• **RECORDS TO USE**:
"""
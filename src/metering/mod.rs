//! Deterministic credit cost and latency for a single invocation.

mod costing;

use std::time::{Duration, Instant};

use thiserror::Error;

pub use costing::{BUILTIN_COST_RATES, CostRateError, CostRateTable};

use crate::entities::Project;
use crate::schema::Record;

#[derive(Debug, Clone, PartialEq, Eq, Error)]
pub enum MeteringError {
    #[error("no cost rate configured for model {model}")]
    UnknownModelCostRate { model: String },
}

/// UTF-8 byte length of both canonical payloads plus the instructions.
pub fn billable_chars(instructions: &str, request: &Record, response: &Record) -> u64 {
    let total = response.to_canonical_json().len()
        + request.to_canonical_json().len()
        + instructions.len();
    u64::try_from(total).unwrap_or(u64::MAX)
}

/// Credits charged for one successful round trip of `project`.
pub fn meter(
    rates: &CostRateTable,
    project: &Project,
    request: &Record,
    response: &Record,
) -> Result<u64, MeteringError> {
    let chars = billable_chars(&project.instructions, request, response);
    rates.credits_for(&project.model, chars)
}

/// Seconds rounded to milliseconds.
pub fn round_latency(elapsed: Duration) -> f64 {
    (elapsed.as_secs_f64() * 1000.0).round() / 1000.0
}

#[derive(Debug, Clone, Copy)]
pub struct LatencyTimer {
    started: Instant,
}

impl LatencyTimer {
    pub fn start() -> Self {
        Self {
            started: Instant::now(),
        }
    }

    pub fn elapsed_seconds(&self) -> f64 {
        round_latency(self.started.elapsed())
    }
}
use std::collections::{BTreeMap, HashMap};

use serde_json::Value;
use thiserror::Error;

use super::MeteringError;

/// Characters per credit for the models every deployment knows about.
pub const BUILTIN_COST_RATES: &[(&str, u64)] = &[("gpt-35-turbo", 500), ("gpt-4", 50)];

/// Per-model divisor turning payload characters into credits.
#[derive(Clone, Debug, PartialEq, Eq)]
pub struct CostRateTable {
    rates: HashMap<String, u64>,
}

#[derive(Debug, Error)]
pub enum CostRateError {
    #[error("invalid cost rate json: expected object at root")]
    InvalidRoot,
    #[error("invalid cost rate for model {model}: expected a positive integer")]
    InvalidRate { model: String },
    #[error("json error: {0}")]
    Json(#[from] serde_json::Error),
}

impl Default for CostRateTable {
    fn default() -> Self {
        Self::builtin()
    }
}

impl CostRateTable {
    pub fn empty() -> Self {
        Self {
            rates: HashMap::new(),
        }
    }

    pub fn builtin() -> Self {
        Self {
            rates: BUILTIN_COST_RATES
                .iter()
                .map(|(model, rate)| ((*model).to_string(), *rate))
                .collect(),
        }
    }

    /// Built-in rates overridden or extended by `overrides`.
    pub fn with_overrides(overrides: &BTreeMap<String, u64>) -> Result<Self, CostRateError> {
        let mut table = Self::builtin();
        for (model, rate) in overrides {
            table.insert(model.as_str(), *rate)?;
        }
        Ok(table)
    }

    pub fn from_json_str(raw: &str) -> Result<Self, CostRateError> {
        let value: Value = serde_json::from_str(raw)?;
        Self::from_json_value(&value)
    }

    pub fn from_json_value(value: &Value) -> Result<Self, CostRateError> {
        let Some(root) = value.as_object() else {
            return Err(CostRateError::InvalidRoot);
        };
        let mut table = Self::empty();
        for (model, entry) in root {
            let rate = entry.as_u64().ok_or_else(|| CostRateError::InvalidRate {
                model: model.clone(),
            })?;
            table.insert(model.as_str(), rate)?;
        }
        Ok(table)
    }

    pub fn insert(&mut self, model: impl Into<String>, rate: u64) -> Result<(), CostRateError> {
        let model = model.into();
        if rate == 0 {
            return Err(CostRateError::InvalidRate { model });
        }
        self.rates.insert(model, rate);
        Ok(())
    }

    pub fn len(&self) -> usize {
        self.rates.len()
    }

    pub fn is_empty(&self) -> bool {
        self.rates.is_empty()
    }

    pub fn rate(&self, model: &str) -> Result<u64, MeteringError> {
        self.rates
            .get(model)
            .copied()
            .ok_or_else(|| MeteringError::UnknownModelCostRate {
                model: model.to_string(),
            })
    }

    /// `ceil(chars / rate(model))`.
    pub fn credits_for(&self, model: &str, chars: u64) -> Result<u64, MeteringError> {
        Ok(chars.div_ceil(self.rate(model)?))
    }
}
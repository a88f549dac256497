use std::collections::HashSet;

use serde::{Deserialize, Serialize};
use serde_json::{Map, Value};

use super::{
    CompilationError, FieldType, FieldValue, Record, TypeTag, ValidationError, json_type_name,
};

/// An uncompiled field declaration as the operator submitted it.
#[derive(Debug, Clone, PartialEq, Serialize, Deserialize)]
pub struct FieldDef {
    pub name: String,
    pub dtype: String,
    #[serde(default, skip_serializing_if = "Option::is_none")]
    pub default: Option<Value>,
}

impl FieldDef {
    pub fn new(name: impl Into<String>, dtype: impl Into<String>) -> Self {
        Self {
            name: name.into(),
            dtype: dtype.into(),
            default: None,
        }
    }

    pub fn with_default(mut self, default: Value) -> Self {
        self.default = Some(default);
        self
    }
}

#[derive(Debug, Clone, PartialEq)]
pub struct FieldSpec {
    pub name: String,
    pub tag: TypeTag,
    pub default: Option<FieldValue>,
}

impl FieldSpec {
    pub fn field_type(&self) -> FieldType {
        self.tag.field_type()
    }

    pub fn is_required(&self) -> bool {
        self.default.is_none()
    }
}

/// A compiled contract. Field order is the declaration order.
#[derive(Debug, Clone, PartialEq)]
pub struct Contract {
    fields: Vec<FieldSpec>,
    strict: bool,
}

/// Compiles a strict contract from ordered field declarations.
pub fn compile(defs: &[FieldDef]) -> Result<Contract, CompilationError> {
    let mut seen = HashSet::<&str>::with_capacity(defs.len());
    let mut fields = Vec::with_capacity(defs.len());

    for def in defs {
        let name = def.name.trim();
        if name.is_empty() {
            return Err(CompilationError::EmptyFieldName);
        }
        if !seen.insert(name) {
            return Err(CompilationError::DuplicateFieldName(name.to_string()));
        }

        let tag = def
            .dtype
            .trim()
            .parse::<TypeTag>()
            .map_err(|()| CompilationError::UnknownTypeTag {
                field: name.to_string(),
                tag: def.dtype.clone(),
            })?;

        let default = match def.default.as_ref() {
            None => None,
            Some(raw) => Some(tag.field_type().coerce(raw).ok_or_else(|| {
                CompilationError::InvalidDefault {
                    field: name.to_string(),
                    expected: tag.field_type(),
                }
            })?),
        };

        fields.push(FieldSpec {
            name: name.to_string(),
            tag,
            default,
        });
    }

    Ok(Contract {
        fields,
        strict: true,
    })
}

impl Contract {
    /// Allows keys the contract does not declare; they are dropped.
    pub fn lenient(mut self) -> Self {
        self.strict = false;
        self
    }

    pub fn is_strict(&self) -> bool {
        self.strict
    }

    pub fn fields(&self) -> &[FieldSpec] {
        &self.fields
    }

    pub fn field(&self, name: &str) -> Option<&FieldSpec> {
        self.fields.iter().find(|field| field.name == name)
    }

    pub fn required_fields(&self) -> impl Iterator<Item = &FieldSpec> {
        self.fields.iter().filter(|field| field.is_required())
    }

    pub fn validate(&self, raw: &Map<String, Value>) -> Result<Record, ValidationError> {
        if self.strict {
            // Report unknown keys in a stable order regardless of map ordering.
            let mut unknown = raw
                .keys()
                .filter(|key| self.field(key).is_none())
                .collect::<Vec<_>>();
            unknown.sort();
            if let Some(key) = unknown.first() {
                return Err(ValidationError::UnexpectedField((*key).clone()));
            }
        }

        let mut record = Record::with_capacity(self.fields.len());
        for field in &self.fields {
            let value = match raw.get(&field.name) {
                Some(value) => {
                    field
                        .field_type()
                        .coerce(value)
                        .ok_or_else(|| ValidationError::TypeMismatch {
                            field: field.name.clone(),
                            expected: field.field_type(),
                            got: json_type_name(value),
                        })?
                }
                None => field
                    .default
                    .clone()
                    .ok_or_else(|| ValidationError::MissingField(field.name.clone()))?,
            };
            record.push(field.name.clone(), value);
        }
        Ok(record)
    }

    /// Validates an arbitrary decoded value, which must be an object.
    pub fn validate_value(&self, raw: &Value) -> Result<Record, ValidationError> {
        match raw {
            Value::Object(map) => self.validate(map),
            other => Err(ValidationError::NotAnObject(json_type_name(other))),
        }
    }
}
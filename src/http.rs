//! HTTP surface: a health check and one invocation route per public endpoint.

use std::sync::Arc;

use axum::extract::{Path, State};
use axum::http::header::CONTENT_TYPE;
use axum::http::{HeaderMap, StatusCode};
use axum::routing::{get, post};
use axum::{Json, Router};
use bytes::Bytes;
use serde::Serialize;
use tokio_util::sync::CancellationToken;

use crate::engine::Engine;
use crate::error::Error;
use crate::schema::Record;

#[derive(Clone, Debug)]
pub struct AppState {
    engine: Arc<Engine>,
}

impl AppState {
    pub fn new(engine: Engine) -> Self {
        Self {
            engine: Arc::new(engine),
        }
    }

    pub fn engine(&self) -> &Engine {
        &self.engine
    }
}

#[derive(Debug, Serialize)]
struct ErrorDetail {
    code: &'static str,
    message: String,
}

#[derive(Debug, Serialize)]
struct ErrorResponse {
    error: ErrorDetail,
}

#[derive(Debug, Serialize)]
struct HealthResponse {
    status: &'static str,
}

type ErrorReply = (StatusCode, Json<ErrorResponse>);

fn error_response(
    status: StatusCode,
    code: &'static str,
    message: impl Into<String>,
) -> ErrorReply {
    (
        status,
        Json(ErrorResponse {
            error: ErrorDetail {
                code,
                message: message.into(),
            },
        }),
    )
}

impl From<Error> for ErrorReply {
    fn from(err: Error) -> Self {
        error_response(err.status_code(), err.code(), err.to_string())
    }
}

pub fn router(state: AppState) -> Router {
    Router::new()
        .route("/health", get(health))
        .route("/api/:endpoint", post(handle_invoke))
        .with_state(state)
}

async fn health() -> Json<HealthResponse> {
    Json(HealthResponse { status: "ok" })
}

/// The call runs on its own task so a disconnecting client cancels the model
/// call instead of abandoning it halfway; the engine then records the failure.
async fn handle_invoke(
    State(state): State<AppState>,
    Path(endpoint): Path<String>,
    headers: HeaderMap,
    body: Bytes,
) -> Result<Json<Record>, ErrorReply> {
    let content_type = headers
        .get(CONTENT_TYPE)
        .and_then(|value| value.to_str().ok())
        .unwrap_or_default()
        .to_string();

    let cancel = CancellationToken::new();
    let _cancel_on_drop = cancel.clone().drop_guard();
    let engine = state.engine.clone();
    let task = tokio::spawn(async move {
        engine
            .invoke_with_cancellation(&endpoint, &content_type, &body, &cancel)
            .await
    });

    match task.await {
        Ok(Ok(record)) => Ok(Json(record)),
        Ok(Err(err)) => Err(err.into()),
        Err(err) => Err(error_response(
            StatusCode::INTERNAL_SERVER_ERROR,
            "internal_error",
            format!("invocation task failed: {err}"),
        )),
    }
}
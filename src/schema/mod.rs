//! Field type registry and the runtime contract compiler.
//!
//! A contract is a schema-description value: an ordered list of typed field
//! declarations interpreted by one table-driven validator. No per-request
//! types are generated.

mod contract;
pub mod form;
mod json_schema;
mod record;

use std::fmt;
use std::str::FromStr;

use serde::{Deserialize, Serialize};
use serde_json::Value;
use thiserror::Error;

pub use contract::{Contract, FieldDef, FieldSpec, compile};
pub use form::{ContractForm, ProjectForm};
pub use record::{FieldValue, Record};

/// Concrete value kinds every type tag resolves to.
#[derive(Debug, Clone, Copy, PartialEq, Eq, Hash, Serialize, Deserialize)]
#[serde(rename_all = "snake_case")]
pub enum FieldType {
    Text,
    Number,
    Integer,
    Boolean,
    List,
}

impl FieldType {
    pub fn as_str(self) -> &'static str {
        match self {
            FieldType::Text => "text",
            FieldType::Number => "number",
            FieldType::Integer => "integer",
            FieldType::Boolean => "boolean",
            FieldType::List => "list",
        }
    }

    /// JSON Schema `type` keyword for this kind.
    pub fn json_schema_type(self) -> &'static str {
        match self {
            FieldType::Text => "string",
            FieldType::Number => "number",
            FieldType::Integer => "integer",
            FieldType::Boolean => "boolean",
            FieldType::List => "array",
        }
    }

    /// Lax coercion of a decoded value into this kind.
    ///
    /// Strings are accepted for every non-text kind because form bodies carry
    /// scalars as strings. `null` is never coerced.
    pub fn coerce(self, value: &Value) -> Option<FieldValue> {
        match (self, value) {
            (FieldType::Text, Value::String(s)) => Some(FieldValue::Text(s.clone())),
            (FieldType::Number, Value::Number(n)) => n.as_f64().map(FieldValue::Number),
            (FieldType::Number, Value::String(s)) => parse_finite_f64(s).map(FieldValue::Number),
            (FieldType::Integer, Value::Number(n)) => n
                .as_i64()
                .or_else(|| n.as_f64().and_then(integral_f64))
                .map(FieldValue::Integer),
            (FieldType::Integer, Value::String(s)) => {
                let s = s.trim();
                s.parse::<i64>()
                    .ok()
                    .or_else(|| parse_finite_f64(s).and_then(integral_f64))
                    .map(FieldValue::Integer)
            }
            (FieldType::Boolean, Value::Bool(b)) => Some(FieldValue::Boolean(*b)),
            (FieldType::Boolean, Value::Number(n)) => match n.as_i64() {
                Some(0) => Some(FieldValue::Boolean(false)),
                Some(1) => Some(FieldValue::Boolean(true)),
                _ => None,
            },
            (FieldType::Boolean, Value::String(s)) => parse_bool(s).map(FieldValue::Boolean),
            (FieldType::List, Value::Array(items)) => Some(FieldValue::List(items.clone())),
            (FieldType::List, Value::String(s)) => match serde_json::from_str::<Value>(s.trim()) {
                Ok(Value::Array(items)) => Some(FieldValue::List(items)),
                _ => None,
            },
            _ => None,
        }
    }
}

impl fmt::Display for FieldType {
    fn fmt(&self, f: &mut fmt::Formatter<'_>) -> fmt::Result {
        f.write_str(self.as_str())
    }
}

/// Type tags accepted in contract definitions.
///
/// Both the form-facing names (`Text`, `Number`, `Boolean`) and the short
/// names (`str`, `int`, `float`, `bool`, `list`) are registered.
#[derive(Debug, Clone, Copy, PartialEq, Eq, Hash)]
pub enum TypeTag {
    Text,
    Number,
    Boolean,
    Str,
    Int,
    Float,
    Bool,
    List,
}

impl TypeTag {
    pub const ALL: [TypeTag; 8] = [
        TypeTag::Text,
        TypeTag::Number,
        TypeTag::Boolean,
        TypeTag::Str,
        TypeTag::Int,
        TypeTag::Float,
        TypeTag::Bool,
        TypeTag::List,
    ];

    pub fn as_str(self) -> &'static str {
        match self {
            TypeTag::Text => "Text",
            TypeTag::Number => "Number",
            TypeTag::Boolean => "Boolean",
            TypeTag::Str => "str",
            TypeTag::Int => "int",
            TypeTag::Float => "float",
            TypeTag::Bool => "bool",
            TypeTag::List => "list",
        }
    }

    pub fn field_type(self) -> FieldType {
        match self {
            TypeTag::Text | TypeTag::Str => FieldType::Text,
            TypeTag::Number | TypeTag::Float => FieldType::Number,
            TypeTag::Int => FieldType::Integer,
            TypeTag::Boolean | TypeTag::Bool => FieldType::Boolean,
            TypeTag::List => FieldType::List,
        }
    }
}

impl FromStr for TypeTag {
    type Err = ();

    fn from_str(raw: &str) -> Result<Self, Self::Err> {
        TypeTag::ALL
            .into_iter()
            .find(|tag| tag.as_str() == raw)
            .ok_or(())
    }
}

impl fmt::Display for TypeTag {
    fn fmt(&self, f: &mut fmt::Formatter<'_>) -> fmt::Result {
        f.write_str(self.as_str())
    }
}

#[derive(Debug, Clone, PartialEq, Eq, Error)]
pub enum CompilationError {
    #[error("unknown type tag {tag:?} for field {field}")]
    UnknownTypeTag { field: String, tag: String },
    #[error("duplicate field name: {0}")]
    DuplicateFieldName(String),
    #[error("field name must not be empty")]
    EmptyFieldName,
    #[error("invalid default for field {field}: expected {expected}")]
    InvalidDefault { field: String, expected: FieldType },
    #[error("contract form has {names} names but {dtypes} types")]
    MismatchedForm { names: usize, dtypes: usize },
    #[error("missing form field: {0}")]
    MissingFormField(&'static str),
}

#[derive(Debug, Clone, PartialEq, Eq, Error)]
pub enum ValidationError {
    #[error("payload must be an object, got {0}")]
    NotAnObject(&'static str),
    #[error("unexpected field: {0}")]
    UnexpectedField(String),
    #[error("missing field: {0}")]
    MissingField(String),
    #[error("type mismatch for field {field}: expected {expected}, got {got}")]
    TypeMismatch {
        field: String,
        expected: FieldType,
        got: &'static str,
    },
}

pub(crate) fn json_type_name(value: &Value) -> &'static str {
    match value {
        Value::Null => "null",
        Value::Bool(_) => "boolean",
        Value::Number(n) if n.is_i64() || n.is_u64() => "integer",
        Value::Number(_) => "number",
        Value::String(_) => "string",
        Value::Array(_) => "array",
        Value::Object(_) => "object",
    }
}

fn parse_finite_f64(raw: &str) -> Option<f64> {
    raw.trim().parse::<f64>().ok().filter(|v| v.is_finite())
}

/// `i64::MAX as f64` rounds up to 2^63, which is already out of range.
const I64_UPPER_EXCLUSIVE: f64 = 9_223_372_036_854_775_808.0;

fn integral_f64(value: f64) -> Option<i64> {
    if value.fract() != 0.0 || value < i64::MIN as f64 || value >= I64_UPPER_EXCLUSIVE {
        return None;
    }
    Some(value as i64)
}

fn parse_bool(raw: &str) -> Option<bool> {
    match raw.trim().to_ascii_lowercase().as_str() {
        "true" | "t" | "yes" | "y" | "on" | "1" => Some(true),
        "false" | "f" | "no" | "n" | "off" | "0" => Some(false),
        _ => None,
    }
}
"""
• **TASK REQUIREMENTS**: Begin at the first line of the material above. Transcribe each line exactly, ending with the line that contains "use crate::entities::Project;".

• **TASK SOLUTION**:
filename src/metering/mod.rs
//! Deterministic credit cost and latency for a single invocation.

mod costing;

use std::time::{Duration, Instant};

use thiserror::Error;

pub use costing::{BUILTIN_COST_RATES, CostRateError, CostRateTable};

use crate::entities::Project;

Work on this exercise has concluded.